Zustellung eines Strafbefehls nur mit Übersetzung:

1. Ein Strafbefehl muss - wie auch das Urteil - mit einer Übersetzung zur Verfügung gestellt werden, wenn der Adressat/die Adressatin der deutschen Sprache nicht mächtig ist, § 37 StPO.

2. Die Zustellung ohne Übersetzung ist nicht wirksam und löst nicht die zweiwöchige Einspruchsfrist aus.

(Leitsätze der Redaktion, siehe auch M27945)

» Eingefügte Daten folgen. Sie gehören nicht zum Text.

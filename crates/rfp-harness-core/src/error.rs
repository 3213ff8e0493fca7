//! Typed errors the pipeline branches on.
//!
//! Everything else travels as `anyhow::Error`; these enums exist so retry
//! and loop-control code can tell transient upstream failures apart from
//! permanent ones, and so a row can report why it stopped.

use thiserror::Error;

/// Failure reported by an upstream service (vector index, embedding API,
/// language model).
#[derive(Debug, Error)]
pub enum UpstreamError {
    #[error("{service} rate limited: {message}")]
    RateLimited { service: String, message: String },

    #[error("{service} unavailable: {message}")]
    Unavailable { service: String, message: String },

    #[error("{service} rejected request ({status}): {message}")]
    Rejected {
        service: String,
        status: u16,
        message: String,
    },

    #[error("{service} returned a malformed response: {message}")]
    Malformed { service: String, message: String },
}

impl UpstreamError {
    /// Whether retrying the same request may succeed.
    pub fn is_transient(&self) -> bool {
        matches!(
            self,
            UpstreamError::RateLimited { .. } | UpstreamError::Unavailable { .. }
        )
    }
}

/// Returns true when `err` wraps a transient [`UpstreamError`].
pub fn is_transient(err: &anyhow::Error) -> bool {
    err.chain()
        .find_map(|cause| cause.downcast_ref::<UpstreamError>())
        .map(UpstreamError::is_transient)
        .unwrap_or(false)
}

/// Failure of the answer state machine itself.
#[derive(Debug, Clone, PartialEq, Eq, Error)]
pub enum GraphError {
    #[error("step limit of {limit} reached before an answer was generated")]
    StepLimitExceeded { limit: u32 },
}
//! # RFP Harness
//!
//! Answers Request-for-Proposal spreadsheets from a project's own
//! documents. Each requirement row runs a small retrieval agent: search
//! the project's vector index, expand hits into surrounding context, ask
//! the model whether that context suffices, widen the search if not, then
//! draft the answer.
//!
//! ## Architecture
//!
//! ```text
//! ┌─────────────┐   ┌─────────────┐   ┌───────────┐
//! │  Documents  │──▶│   Ingest    │──▶│  SQLite   │
//! │ files/pages │   │ Chunk+Embed │   │ chunks+vec│
//! └─────────────┘   └─────────────┘   └─────┬─────┘
//!                                           │
//! ┌─────────────┐   ┌─────────────┐         │
//! │  RFP sheet  │──▶│  RfpAgent   │◀────────┘
//! │  CSV/XLSX   │   │ per-row loop│──▶ answered CSV
//! └─────────────┘   └─────────────┘
//! ```
//!
//! ## Quick Start
//!
//! ```bash
//! rfp init
//! rfp ingest --user 1 --project 7 docs/security.txt docs/pricing.txt
//! rfp answer --user 1 --project 7 --input "Acme RFP.xlsx"
//! ```
//!
//! ## Modules
//!
//! | Module | Purpose |
//! |--------|---------|
//! | [`config`] | TOML configuration parsing |
//! | [`db`] / [`migrate`] | Database connection and schema |
//! | [`sqlite_store`] | SQLite `Store` + `VectorIndex` |
//! | [`chunk`] | Text chunking |
//! | [`embedding`] | Embedding providers |
//! | [`llm`] | Language model providers and [`llm::ModelClient`] |
//! | [`retry`] | Exponential backoff for upstream calls |
//! | [`retriever`] | Scoped vector search, fail-closed |
//! | [`judge`] | Sufficiency judge |
//! | [`generate`] | Answer generator |
//! | [`agent`] | Per-row agent loop and `process_row_batch` |
//! | [`trace`] | Per-row observability sink |
//! | [`ingest`] | File and web page ingestion |
//! | [`sheet`] | RFP sheet reading and writing |
//! | [`rfp`] | RFP job processing |
//! | [`jobs`] | JSON job request dispatch |
//!
//! The pure pieces (state machine, window assembly, verdict parsing,
//! prompts, store traits) live in `rfp-harness-core`.

pub mod agent;
pub mod app;
pub mod chunk;
pub mod config;
pub mod db;
pub mod embedding;
pub mod generate;
pub mod http;
pub mod ingest;
pub mod jobs;
pub mod judge;
pub mod llm;
pub mod migrate;
pub mod retriever;
pub mod retry;
pub mod rfp;
pub mod sheet;
pub mod sqlite_store;
pub mod trace;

Schlagwörter: Strafbefehl, Übersetzung, Rechtsmittelbelehrung, Frist, Einspruchsfrist, Rechtsmittelfrist, Zustellung, wirksame Zustellung,
Normen: StPO § 37 Abs. 3, GVG § 187 Abs. 1, GVG § 187 Abs. 2, StPO § 37 Abs. 1, ZPO § 171,
Auszüge:

[...]

Der Einspruch gegen den Strafbefehl vom 27. Dezember 2020 erfolgte nicht verspätet, da die zweiwöchige Einspruchsfrist (§ 411 Abs. 1 Satz 1 StPO) mangels wirksamer Zustellung des Strafbefehls schon nicht zu laufen begonnen hatte. Denn im vorliegenden Fall bestand konkreter Anlass, bei der Entscheidung über die Zustellung das Strafbefehls die Voraussetzungen des § 37 Abs. 3 StPO zu prüfen (unter a). Bei der von Amts wegen vorzunehmenden Beurteilung der Sprachkenntnisse des Beschuldigten ist dem Amtsrichter ein tatsächlicher Ermessensspielraum eingeräumt, dessen Wahrung vom Beschwerdegericht nur eingeschränkt überprüft werden kann (unten b). Vorliegend lässt sich bereits nicht ersehen, dass das Amtsgericht sich bei der Entscheidung des ihm zukommenden Ermessens überhaupt bewusst war, bei dieser Sachlage musste die Kammer von einer rechtsfehlerhaften Zustellung ausgehen (unten c).

Im Einzelnen gilt:

a) Gemäß § 37 Abs. 3 Satz 1 StPO, § 187 Abs. 1 und 2 GVG ist dem Beschuldigten, der der deutschen Sprache nicht mächtig ist, ein Urteil zusammen mit der Übersetzung zuzustellen. Die Vorschrift ist in unionsrechtskonformer Auslegung auf die Zustellung von Strafbefehlen zu erstrecken; dies gilt auch in Fällen, in denen - wie hier $der Zustellungsempfänger Angehöriger eines Drittstaates ist, da die Richtlinie 2010/64/EU vom 20.10.2010 über das Recht auf Dolmetschleistungen und Übersetzungen in Strafverfahren, deren Umsetzung § 37 Abs. 3 StPO dient, Mindeststandards. des strafrechtlichen Verfahrens normiert, die gegenüber jedem Beschuldigten einzuhalten sind, unabhängig von dessen Staatsangehörigkeit (vgl. zum Ganzen BeckOK-StPO/Larcher, 35. Ed., § 37 Rn. 39; Schmitt in Meyer-Goßner/Schmitt, StPO, 62. Aufl., §.37 Rn 31; Brodowski/Jahn, StV 2018, 70 f.; zur Auslegung der Richtlinie EuGH, Urteil vom 12.10.2017 - C-278/16, NJW 2018, 142; die Entscheidung OLG München, Beschluss vom 08.04.2016 - 3 Ws 249/16, insoweit in NStZ-RR 2016, 249, nicht abgedruckt, ist insoweit überholt; vgl. zur Anwendbarkeit auf "Drittstaatler" auch den Erwägungsgrund 16 der Richtlinie 2010/64/EU). Eine ohne die Beifügung der erforderlichen Übersetzung veranlasste Zustellung ist unwirksam und kann Rechtsmittelfristen nicht in Gang ersetzen.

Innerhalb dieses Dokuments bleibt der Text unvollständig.